The Best Beaches in Dorset

5 Best Beaches on the Dorset Coast

What Dorset may lack in overall coastline it certainly makes up for in the variety and quality of beaches along the 60 or so miles of coast. The fact that over half the county's coastline is made up by the UNESCO World Heritage Site Jurassic Coast should give one an inkling that there's something special about Dorset's beaches!

The choice of coves and beaches is impressive with, to use a cliche, something for everyone. There are vast sandy stretches around Bournemouth, quality surf spots near Kimmeridge and the most amazing and bizarre coves along the Purbeck coast. This is prime holiday territory so the choice of Dorset cottages to rent is pretty comprehensive too

Lulworth Cove
Lulworth Cove

 Best Cove

OK, a slightly vague title and various contenders including Durdle Door and Chapman's Pool but I think Lulworth Cove should take this title.

Located on the Isle of Purbeck (which isn't really an island) is the anomoly that is Lulworth Cove. Formed relatively quickly in geological terms the cove is almost a perfect circle with a break in the cliffs leading out to the open ocean.

It is the result of several hundred thousand years erosion by the sea of the various bands of rock and clay that form the coast here. The cliffs are limestone and chalk, where as the hole in the middle is hewn from softer clay.

Sandbanks beachfront properties
Sandbanks beachfront
Ian Wool

Best for Millionaires

Arguably the most overpriced strip (or spit if you prefer) of land in the UK is Sandbanks on the outer edge of Poole harbour. Boasting a plethora of the most expensive houses in Britain (and therefore the World!) Sandbanks is the haunt of the inordinately wealthy and a source of fascination to those who aren't!

Whilst the narrow strip of sandy, beach fringed land has its merits, including great views across the World's 3rd biggest harbour, it is hard for the mere mortals amongst to understand how many of the houses here fetch over £5 million. But the likes of Liam Gallagher. Lenny Kravitz and Gordon Ramsay have all been rumoured to have an interest in property here. Sandbanks is particularly popular with premiership footballers.

Fisherman's Walk Beach
Fisherman's Walk Beach

Best for Families

Fisherman's Walk Beach in Boscombe (just outside Bournemouth) is a fine example of a good old fashioned British family beach. Other close contenders were Swanage and Weymouth, but Weymouth tends to get ridiculously crowded in the summer and the parking is just a bit easier here.

As you would expect of a family beach Fisherman's Walk is safe in all respects with clean water (Blue Flag Award) and seasonal lifeguards. The bathing is made even safer with zoning for watercraft and the LV= KidZone - lost children scheme.
It also has all the facilities nearby including shop, cafe and toilets.

Charmouth beach
Charmouth beach

Best for Fossils

They don't call this stretch of coast The Jurassic coast for nothing!

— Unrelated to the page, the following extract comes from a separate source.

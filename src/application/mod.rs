//! Application layer - request/response orchestration over the domain.

mod evaluate;

pub use evaluate::{EvaluateHandler, Evaluation, EvaluationRequest};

With cliffs and coast documenting 180 million years of geology, the Blue Lias rock here is rich in fossils from this period. Frequent landslips regularly unearth new fossils making this a haven for paleontologists.

Charmouth beach near Lyme Regis is one of the most accessible and amenable sites on the coast for fossil hunting with recent cliff falls exposing many fossils. The most common find is the ammonite although it was near here that Mary Anning famously discovered the first complete ichthyosaurus back in 1811. 
These days however you'd be pretty lucky to find too much as there are plenty of commercial fossil collectors combing this stretch.

Chesil Beach
Chesil Beach

Best for Length

I basically tailor-made this category for Chesil Beach as it deserves mention. At 18 miles (29Km) long and virtually straight for most of its length, the beach here is pretty spectacular. It doesn't become any less unusual on closer inspection either. The beach consists of a shingle bank reaching 50ft (15m) high and around 600ft (200m) wide - it is apparently and example of a 'tombolo'!

One interesting fact about Chesil beach is that the size of the chert and flint shingle actually gradually changes size over the length of the beach. I can't remember which way around it is but the stones are bigger at one end than the other.

Another unusual fact is the stones that make up the beach are not like any in the locality and their exact origin is not entirely clear.